There is a logical flaw in the statistical methods used across
experimental science. This fault is not a minor academic quibble: it
underlies a reproducibility crisis now threatening entire disciplines.
In an increasingly statistics-reliant society, this same deeply rooted
error shapes decisions in medicine, law, and public policy with profound
consequences. The foundation of the problem is a misunderstanding of
probability and its role in making inferences from observations.
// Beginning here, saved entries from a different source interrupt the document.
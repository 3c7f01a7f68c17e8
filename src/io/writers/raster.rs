use std::io::Cursor;

use image::{ImageFormat, RgbaImage};

use crate::error::{Error, Result};

/// Encode RGBA samples through the `image` crate (lossless PNG or WebP).
pub fn encode_rgba_lossless(
    cols: u32,
    rows: u32,
    rgba_data: &[u8],
    format: ImageFormat,
) -> Result<Vec<u8>> {
    let img = RgbaImage::from_raw(cols, rows, rgba_data.to_vec()).ok_or_else(|| {
        Error::Encode(format!("{} bytes do not form a {}x{} RGBA image", rgba_data.len(), cols, rows))
    })?;
    let mut out = Cursor::new(Vec::new());
    img.write_to(&mut out, format).map_err(Error::encode)?;
    Ok(out.into_inner())
}
#![doc = r#"
TRIMPRO — a batch photo border trimmer.

This crate detects the uniform-color border around a photograph (a scan bed's
background, a photo mat), crops it away with a small safety margin, optionally runs
a 2x enhancement pass, and normalizes the result to a fixed height. It powers the
TRIMPRO CLI and can be embedded in your own Rust applications.

Stability
---------
The public library API is experimental in initial releases and may evolve as the
crate stabilizes. Breaking changes can occur.

Add dependency
--------------
```toml
[dependencies]
trimpro = "0.1"
```

Quick start: process a file to a file
-------------------------------------
```rust,no_run
use std::path::Path;
use trimpro::{process_file_to_path, OutputFormat, ProcessingParams, Tolerance};

fn main() -> trimpro::Result<()> {
    let params = ProcessingParams {
        tolerance: Tolerance(12),
        format: OutputFormat::Jpeg,
        quality: 0.9,
        enhance: false,
        target_height: 500,
    };

    process_file_to_path(
        Path::new("/scans/IMG_0001.png"),
        Path::new("/out/IMG_0001.jpg"),
        &params,
    )
}
```

Work on pixel buffers directly
------------------------------
```rust
use trimpro::{Color, ImageJob, Pipeline, PixelBuffer, ProcessingOptions, Tolerance};

fn main() -> trimpro::Result<()> {
    // 120x90 photo inside a 20px white mat
    let mat = Color::new(255, 255, 255, 255);
    let photo = Color::new(40, 80, 160, 255);
    let source = PixelBuffer::from_fn(120, 90, |x, y| {
        if x < 20 || y < 20 || x >= 100 || y >= 70 { mat } else { photo }
    })?;

    let options = ProcessingOptions {
        tolerance: Tolerance(8),
        enhance: false,
        target_height: 60,
    };
    let out = Pipeline::default().process(vec![ImageJob::new("mat.png", source, options)]);

    // 20px border + 10px margin on every side leaves 60x30, scaled to 60 tall
    assert_eq!(out[0].buffer.dimensions(), (120, 60));
    Ok(())
}
```

Batch helpers
-------------
```rust,no_run
use std::path::Path;
use trimpro::{process_directory_to_archive, process_directory_to_path, ProcessingParams};

fn main() -> trimpro::Result<()> {
    let params = ProcessingParams::default();

    let report = process_directory_to_path(
        Path::new("/scans"),
        Path::new("/out"),
        &params,
        true, // continue_on_error
    )?;
    println!("processed={} skipped={} errors={}", report.processed, report.skipped, report.errors);

    process_directory_to_archive(
        Path::new("/scans"),
        Path::new("/out/processed_images.tar.gz"),
        &params,
        true,
    )?;
    Ok(())
}
```

Error handling
--------------
All public functions return `trimpro::Result<T>`; match on `trimpro::Error` to handle
specific cases. In batches, decode and encode failures are scoped to the image that
caused them and reported alongside the successful outputs.

```rust,no_run
use trimpro::{process_bytes, Error, ProcessingParams};

fn main() {
    match process_bytes("broken.jpg", vec![0, 1, 2], &ProcessingParams::default()) {
        Ok(img) => println!("{} bytes", img.bytes.len()),
        Err(Error::Decode(e)) => eprintln!("could not decode: {e}"),
        Err(other) => eprintln!("other error: {other}"),
    }
}
```

The enhancement pass
--------------------
`enhance` is a fixed 2x bicubic magnification followed by a x1.1 contrast and x1.02
brightness lift. It is a deterministic visual tweak, not a learned upscaler, and
it does not recover detail.

Useful modules
--------------
- [`api`] — high-level entry points and batch helpers.
- [`core`] — pixel buffer, border scan, crop, enhance, resize, pipeline.
- [`io`] — decoder, encoders, and archiver.
- [`types`] — colors, tolerance, rectangles, output formats.
- [`error`] — crate-level `Error` and `Result`.
"#]

// Core modules (public)
pub mod api;
pub mod core;
pub mod error;
pub mod io;
pub mod types;

// Curated public API surface
// Types
pub use core::buffer::PixelBuffer;
pub use core::params::{ProcessingOptions, ProcessingParams};
pub use error::{Error, Result};
pub use types::{BorderExtents, Color, CropRect, OutputFormat, ResampleQuality, Tolerance};

// Stages
pub use core::processing::border::detect_borders;
pub use core::processing::crop::{CROP_MARGIN, CropResolver};
pub use core::processing::enhance::Enhancer;
pub use core::processing::pipeline::{ImageJob, Pipeline, ProcessedImage};
pub use core::processing::resize::{
    DEFAULT_TARGET_HEIGHT, resample, resize_to_height, target_dimensions,
};
pub use core::processing::scan::{is_column_border, is_row_border, mismatch_budget};

// Collaborators
pub use io::{
    ArchiveEntry, Archiver, Decoder, Encoder, StandardDecoder, StandardEncoder, TarGzArchiver,
};

// High-level API re-exports
pub use api::{
    BatchOutcome, BatchReport, EncodedImage, ImageFailure, MAX_BATCH_SIZE, SourceImage,
    iterate_image_files, output_file_name, process_batch, process_bytes,
    process_directory_to_archive, process_directory_to_path, process_file_to_path,
};
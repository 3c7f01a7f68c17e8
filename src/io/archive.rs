use flate2::Compression;
use flate2::write::GzEncoder;
use tracing::info;

use crate::error::{Error, Result};

/// Default file name for a packaged batch.
pub const DEFAULT_ARCHIVE_NAME: &str = "processed_images.tar.gz";

/// One file to place in an archive.
#[derive(Debug, Clone)]
pub struct ArchiveEntry {
    pub name: String,
    pub bytes: Vec<u8>,
}

/// Packages many named outputs into one archive.
pub trait Archiver {
    fn archive(&self, entries: &[ArchiveEntry]) -> Result<Vec<u8>>;
}

/// Gzip-compressed tarball, entries in the order given.
#[derive(Debug, Clone, Copy)]
pub struct TarGzArchiver {
    pub compression: Compression,
}

impl Default for TarGzArchiver {
    fn default() -> Self {
        Self {
            compression: Compression::default(),
        }
    }
}

impl Archiver for TarGzArchiver {
    fn archive(&self, entries: &[ArchiveEntry]) -> Result<Vec<u8>> {
        let mut tar_bytes = Vec::new();
        {
            let gz = GzEncoder::new(&mut tar_bytes, self.compression);
            let mut tar = tar::Builder::new(gz);
            let mtime = chrono::Utc::now().timestamp().max(0) as u64;

            for entry in entries {
                let mut header = tar::Header::new_gnu();
                header.set_size(entry.bytes.len() as u64);
                header.set_mode(0o644);
                header.set_mtime(mtime);
                header.set_cksum();
                tar.append_data(&mut header, &entry.name, entry.bytes.as_slice())
                    .map_err(|e| Error::Archive(format!("{}: {}", entry.name, e)))?;
            }

            tar.into_inner()
                .and_then(|gz| gz.finish())
                .map_err(|e| Error::Archive(e.to_string()))?;
        }

        info!(
            entries = entries.len(),
            size_bytes = tar_bytes.len(),
            "Archive created"
        );
        Ok(tar_bytes)
    }
}
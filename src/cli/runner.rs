use tracing::info;
use tracing_subscriber::EnvFilter;

use trimpro::io::DEFAULT_ARCHIVE_NAME;
use trimpro::{
    ProcessingParams, process_directory_to_archive, process_directory_to_path,
    process_file_to_path,
};

use super::args::CliArgs;
use super::errors::AppError;

/// Start from the `--config` preset (or defaults) and apply explicit flags.
pub fn resolve_params(args: &CliArgs) -> Result<ProcessingParams, AppError> {
    let mut params = match &args.config {
        Some(path) => {
            info!("Loading preset: {:?}", path);
            ProcessingParams::from_json_file(path)?
        }
        None => ProcessingParams::default(),
    };

    if let Some(tolerance) = args.tolerance {
        params.tolerance = tolerance.into();
    }
    if let Some(format) = args.format {
        params.format = format;
    }
    if let Some(quality) = args.quality {
        if !(0.0..=1.0).contains(&quality) {
            return Err(AppError::InvalidQuality { quality });
        }
        params.quality = quality;
    }
    if args.enhance {
        params.enhance = true;
    } else if args.no_enhance {
        params.enhance = false;
    }
    if let Some(height) = args.target_height {
        if height == 0 {
            return Err(AppError::ZeroHeight { height });
        }
        params.target_height = height;
    }

    Ok(params)
}

pub fn run(args: CliArgs) -> Result<(), Box<dyn std::error::Error>> {
    if args.log {
        let filter = EnvFilter::try_from_default_env().unwrap_or_else(|_| EnvFilter::new("debug"));
        tracing_subscriber::fmt().with_env_filter(filter).init();
    }

    let params = resolve_params(&args)?;
    info!(
        "Parameters: tolerance={} format={} quality={} enhance={} target_height={}",
        params.tolerance, params.format, params.quality, params.enhance, params.target_height
    );

    if let Some(path) = &args.save_config {
        params.to_json_file(path)?;
        info!("Saved preset: {:?}", path);
    }

    if let Some(input_dir) = args.input_dir {
        let continue_on_error = !args.fail_fast;
        let report = if let Some(mut archive) = args.archive {
            if archive.is_dir() {
                archive.push(DEFAULT_ARCHIVE_NAME);
            }
            info!("Archive: {:?}", archive);
            process_directory_to_archive(&input_dir, &archive, &params, continue_on_error)?
        } else {
            let output_dir = args.output_dir.ok_or(AppError::MissingArgument {
                arg: "--output-dir or --archive".to_string(),
            })?;
            info!("Output directory: {:?}", output_dir);
            process_directory_to_path(&input_dir, &output_dir, &params, continue_on_error)?
        };

        println!(
            "processed={} skipped={} errors={}",
            report.processed, report.skipped, report.errors
        );
    } else {
        let input = args.input.ok_or(AppError::MissingArgument {
            arg: "--input".to_string(),
        })?;
        let output = match args.output {
            Some(output) => output,
            None => input.with_extension(params.format.extension()),
        };
        if output == input {
            return Err(AppError::OutputIsInput {
                path: input.display().to_string(),
            }
            .into());
        }

        process_file_to_path(&input, &output, &params)?;
        info!("Successfully processed: {:?} -> {:?}", input, output);
    }

    Ok(())
}
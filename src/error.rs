//! Crate-level error type and `Result` alias for stable, structured error handling.
//! Converts underlying I/O and JSON errors, and provides semantic variants for
//! buffer validation, codec failures and argument validation.
use thiserror::Error;

pub type Result<T> = std::result::Result<T, Error>;

#[derive(Debug, Error)]
pub enum Error {
    #[error("I/O error: {0}")]
    Io(#[from] std::io::Error),

    #[error("JSON error: {0}")]
    Json(#[from] serde_json::Error),

    #[error("Pixel ({x}, {y}) is outside a {width}x{height} buffer")]
    OutOfBounds {
        x: u32,
        y: u32,
        width: u32,
        height: u32,
    },

    #[error("Invalid pixel buffer: {0}")]
    InvalidBuffer(String),

    #[error("Decode error: {0}")]
    Decode(String),

    #[error("Encode error: {0}")]
    Encode(String),

    #[error("Resize error: {0}")]
    Resize(String),

    #[error("Archive error: {0}")]
    Archive(String),

    #[error("Invalid argument: {arg}={value}")]
    InvalidArgument { arg: &'static str, value: String },

    #[error("Size must be greater than 0, got: {size}")]
    ZeroSize { size: usize },

    #[error("Processing error: {0}")]
    Processing(String),
}

impl Error {
    pub fn decode<E: std::fmt::Display>(e: E) -> Self {
        Error::Decode(e.to_string())
    }

    pub fn encode<E: std::fmt::Display>(e: E) -> Self {
        Error::Encode(e.to_string())
    }
}
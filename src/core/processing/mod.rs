//! Transform stages: row/column scanning, border detection, crop resolution,
//! enhancement, resizing, and the pipeline that chains them.
pub mod border;
pub mod crop;
pub mod enhance;
pub mod pipeline;
pub mod resize;
pub mod scan;
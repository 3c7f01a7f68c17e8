//! Command Line Interface (CLI) layer for TRIMPRO.
//!
//! This module defines argument parsing (`args`), error types (`errors`),
//! and the orchestration logic (`runner`) for single-file and batch
//! processing flows. It wires user-provided options to the underlying
//! library functionality exposed via `trimpro::api`.
//!
//! If you are embedding TRIMPRO into another application, prefer using
//! the high-level `trimpro::api` module instead of calling the CLI code.
pub mod args;
pub mod errors;
pub mod runner;

pub use args::CliArgs;
pub use runner::run;
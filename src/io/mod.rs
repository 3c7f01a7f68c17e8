//! I/O layer around the in-memory core: the `Decoder`, `Encoder` and `Archiver`
//! seams with their standard implementations, and the per-format `writers`.
pub mod archive;
pub use archive::{ArchiveEntry, Archiver, DEFAULT_ARCHIVE_NAME, TarGzArchiver};

pub mod decode;
pub use decode::{Decoder, StandardDecoder};

pub mod encode;
pub use encode::{Encoder, StandardEncoder};

pub mod writers;
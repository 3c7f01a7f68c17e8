use tracing::debug;

use crate::core::buffer::PixelBuffer;
use crate::core::processing::scan::{is_column_border, is_row_border};
use crate::types::{BorderExtents, Tolerance};

/// Four-sided inward border scan.
///
/// Sides are scanned in a fixed order (top, bottom, left, right) and each side
/// samples its own reference color, so two-tone mats trim correctly. The left and
/// right references come from the first content row found by the top scan.
pub fn detect_borders(buffer: &PixelBuffer, tolerance: Tolerance) -> BorderExtents {
    let (w, h) = buffer.dimensions();

    let top_color = buffer.pixel(0, 0);
    let mut top = 0;
    while top < h && is_row_border(buffer, top, top_color, tolerance) {
        top += 1;
    }

    if top == h {
        debug!("Every row matches {}; no content found", top_color);
        return BorderExtents {
            top: h,
            bottom: h,
            left: 0,
            right: w,
        };
    }

    let bottom_color = buffer.pixel(0, h - 1);
    let mut bottom = h;
    while bottom > top && is_row_border(buffer, bottom - 1, bottom_color, tolerance) {
        bottom -= 1;
    }

    let left_color = buffer.pixel(0, top);
    let mut left = 0;
    while left < w && is_column_border(buffer, left, left_color, tolerance) {
        left += 1;
    }

    let right_color = buffer.pixel(w - 1, top);
    let mut right = w;
    while right > left && is_column_border(buffer, right - 1, right_color, tolerance) {
        right -= 1;
    }

    debug!(
        top,
        bottom,
        left,
        right,
        "Border scan on {}x{} (tolerance {})",
        w,
        h,
        tolerance
    );

    BorderExtents {
        top,
        bottom,
        left,
        right,
    }
}
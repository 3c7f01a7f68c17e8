use tracing::{debug, info};

use crate::core::buffer::PixelBuffer;
use crate::core::processing::border::detect_borders;
use crate::error::Result;
use crate::types::{BorderExtents, CropRect, Tolerance};

/// Extra inset applied to every side that had a border, to shave the thin
/// fringe that tends to survive the tolerance scan.
pub const CROP_MARGIN: u32 = 10;

/// Turns detected border extents into a crop rectangle.
#[derive(Debug, Clone, Copy, PartialEq, Eq)]
pub struct CropResolver {
    pub margin: u32,
}

impl Default for CropResolver {
    fn default() -> Self {
        Self {
            margin: CROP_MARGIN,
        }
    }
}

impl CropResolver {
    pub fn new(margin: u32) -> Self {
        Self { margin }
    }

    /// Apply the margin to trimmed sides and clamp against the opposite bound.
    ///
    /// Returns the full frame when the result would be empty, inverted or
    /// outside the buffer; cropping never destroys an ambiguous image.
    pub fn resolve_extents(&self, ext: BorderExtents, width: u32, height: u32) -> CropRect {
        let m = self.margin;

        let top = if ext.top > 0 { ext.top.saturating_add(m) } else { ext.top };
        let bottom = if ext.bottom < height {
            height.min(ext.bottom.saturating_sub(m)).max(top.saturating_add(1))
        } else {
            ext.bottom
        };
        let left = if ext.left > 0 { ext.left.saturating_add(m) } else { ext.left };
        let right = if ext.right < width {
            width.min(ext.right.saturating_sub(m)).max(left.saturating_add(1))
        } else {
            ext.right
        };

        if right <= left || bottom <= top || right > width || bottom > height {
            debug!(
                top,
                bottom,
                left,
                right,
                "Degenerate crop for {}x{}; keeping full frame",
                width,
                height
            );
            return CropRect::full(width, height);
        }

        CropRect {
            top,
            left,
            right,
            bottom,
        }
    }

    /// Scan `buffer` and resolve the crop rectangle.
    pub fn resolve(&self, buffer: &PixelBuffer, tolerance: Tolerance) -> CropRect {
        let ext = detect_borders(buffer, tolerance);
        self.resolve_extents(ext, buffer.width(), buffer.height())
    }

    /// Trim the border from `source`. A full-frame result hands `source` back
    /// untouched.
    pub fn crop(&self, source: PixelBuffer, tolerance: Tolerance) -> Result<PixelBuffer> {
        let (w, h) = source.dimensions();
        let rect = self.resolve(&source, tolerance);
        if rect.is_full_frame(w, h) {
            info!("No border trimmed from {}x{}", w, h);
            return Ok(source);
        }
        info!(
            "Cropping {}x{} to {} ({}x{})",
            w,
            h,
            rect,
            rect.width(),
            rect.height()
        );
        source.crop(&rect)
    }
}
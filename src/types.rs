use clap::ValueEnum;
use serde::{Deserialize, Serialize};

/// An RGBA color, one byte per channel.
#[derive(Copy, Clone, PartialEq, Eq, Hash, Debug, Default, Serialize, Deserialize)]
pub struct Color {
    pub r: u8,
    pub g: u8,
    pub b: u8,
    pub a: u8,
}

impl Color {
    pub const fn new(r: u8, g: u8, b: u8, a: u8) -> Self {
        Self { r, g, b, a }
    }

    pub const fn from_rgba(px: [u8; 4]) -> Self {
        Self::new(px[0], px[1], px[2], px[3])
    }

    pub const fn to_rgba(self) -> [u8; 4] {
        [self.r, self.g, self.b, self.a]
    }

    /// True when every channel, alpha included, is within `tolerance` of `other`.
    #[inline]
    pub fn matches(self, other: Color, tolerance: Tolerance) -> bool {
        let t = tolerance.0;
        self.r.abs_diff(other.r) <= t
            && self.g.abs_diff(other.g) <= t
            && self.b.abs_diff(other.b) <= t
            && self.a.abs_diff(other.a) <= t
    }
}

impl std::fmt::Display for Color {
    fn fmt(&self, f: &mut std::fmt::Formatter<'_>) -> std::fmt::Result {
        write!(f, "rgba({}, {}, {}, {})", self.r, self.g, self.b, self.a)
    }
}

/// Maximum per-channel absolute difference for two colors to match.
#[derive(
    Copy, Clone, PartialEq, Eq, PartialOrd, Ord, Hash, Debug, Default, Serialize, Deserialize,
)]
#[serde(transparent)]
pub struct Tolerance(pub u8);

impl From<u8> for Tolerance {
    fn from(value: u8) -> Self {
        Self(value)
    }
}

impl std::fmt::Display for Tolerance {
    fn fmt(&self, f: &mut std::fmt::Formatter<'_>) -> std::fmt::Result {
        write!(f, "{}", self.0)
    }
}

/// Half-open pixel region `[left, right) x [top, bottom)`.
///
/// Always satisfies `left < right <= width` and `top < bottom <= height` for the
/// buffer it was resolved against.
#[derive(Copy, Clone, PartialEq, Eq, Hash, Debug)]
pub struct CropRect {
    pub top: u32,
    pub left: u32,
    pub right: u32,
    pub bottom: u32,
}

impl CropRect {
    pub const fn full(width: u32, height: u32) -> Self {
        Self {
            top: 0,
            left: 0,
            right: width,
            bottom: height,
        }
    }

    pub const fn width(&self) -> u32 {
        self.right - self.left
    }

    pub const fn height(&self) -> u32 {
        self.bottom - self.top
    }

    pub const fn is_full_frame(&self, width: u32, height: u32) -> bool {
        self.top == 0 && self.left == 0 && self.right == width && self.bottom == height
    }
}

impl std::fmt::Display for CropRect {
    fn fmt(&self, f: &mut std::fmt::Formatter<'_>) -> std::fmt::Result {
        write!(
            f,
            "[{}..{}) x [{}..{})",
            self.left, self.right, self.top, self.bottom
        )
    }
}

/// Raw border extents as found by the four-sided scan, before margins.
///
/// `top <= bottom <= height` and `left <= right <= width`; equality on either
/// axis means no content was found along it.
#[derive(Copy, Clone, PartialEq, Eq, Hash, Debug)]
pub struct BorderExtents {
    pub top: u32,
    pub bottom: u32,
    pub left: u32,
    pub right: u32,
}

/// Interpolation used when resampling a buffer.
#[derive(Copy, Clone, PartialEq, Eq, PartialOrd, Ord, Debug, Serialize, Deserialize)]
#[serde(rename_all = "lowercase")]
pub enum ResampleQuality {
    Bilinear,
    Bicubic,
    Lanczos3,
}

impl std::fmt::Display for ResampleQuality {
    fn fmt(&self, f: &mut std::fmt::Formatter<'_>) -> std::fmt::Result {
        match self {
            ResampleQuality::Bilinear => write!(f, "Bilinear"),
            ResampleQuality::Bicubic => write!(f, "Bicubic"),
            ResampleQuality::Lanczos3 => write!(f, "Lanczos3"),
        }
    }
}

#[derive(
    Copy,
    Clone,
    PartialEq,
    Eq,
    PartialOrd,
    Ord,
    Hash,
    Debug,
    ValueEnum,
    serde::Serialize,
    serde::Deserialize,
)]
#[serde(rename_all = "lowercase")]
pub enum OutputFormat {
    #[serde(alias = "image/jpeg", alias = "jpg")]
    Jpeg, // Lossy, honours quality
    #[serde(alias = "image/png")]
    Png,
    #[serde(alias = "image/webp")]
    Webp, // Lossless only
    #[serde(alias = "image/tiff", alias = "tif")]
    Tiff,
}

impl OutputFormat {
    /// MIME-style type identifier.
    pub const fn mime(self) -> &'static str {
        match self {
            OutputFormat::Jpeg => "image/jpeg",
            OutputFormat::Png => "image/png",
            OutputFormat::Webp => "image/webp",
            OutputFormat::Tiff => "image/tiff",
        }
    }

    pub const fn extension(self) -> &'static str {
        match self {
            OutputFormat::Jpeg => "jpg",
            OutputFormat::Png => "png",
            OutputFormat::Webp => "webp",
            OutputFormat::Tiff => "tiff",
        }
    }

    /// Accepts a MIME type (`image/png`) or a short name/extension (`png`, `jpg`).
    pub fn parse(value: &str) -> Option<Self> {
        match value.trim().to_ascii_lowercase().as_str() {
            "image/jpeg" | "image/jpg" | "jpeg" | "jpg" => Some(OutputFormat::Jpeg),
            "image/png" | "png" => Some(OutputFormat::Png),
            "image/webp" | "webp" => Some(OutputFormat::Webp),
            "image/tiff" | "tiff" | "tif" => Some(OutputFormat::Tiff),
            _ => None,
        }
    }
}

impl std::str::FromStr for OutputFormat {
    type Err = crate::Error;

    fn from_str(s: &str) -> Result<Self, Self::Err> {
        OutputFormat::parse(s).ok_or_else(|| crate::Error::InvalidArgument {
            arg: "format",
            value: s.to_string(),
        })
    }
}

impl std::fmt::Display for OutputFormat {
    fn fmt(&self, f: &mut std::fmt::Formatter<'_>) -> std::fmt::Result {
        write!(f, "{}", self.mime())
    }
}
Aubrey Clayton traces the history of how statistics went astray,
beginning with the groundbreaking work of the seventeenth-century
mathematician Jacob Bernoulli and winding through gambling, astronomy,
and genetics. Clayton recounts the feuds among rival schools of
statistics, exploring the surprisingly human problems that gave rise to
the discipline and the all-too-human shortcomings that derailed it. He
highlights how influential nineteenth- and twentieth-century figures
developed a statistical methodology they claimed was purely objective in
order to silence critics of their political agendas, including eugenics.
Clayton provides a clear account of the mathematics and logic of
probability, conveying complex concepts accessibly for readers
interested in the statistical methods that frame our understanding of
the world. He contends that we need to take a Bayesian approach--that
is, to incorporate prior knowledge when reasoning with incomplete
information--in order to resolve the crisis. Ranging across math,
philosophy, and culture, Bernoulli's Fallacy explains why something
has gone wrong with how we use data--and how to fix it.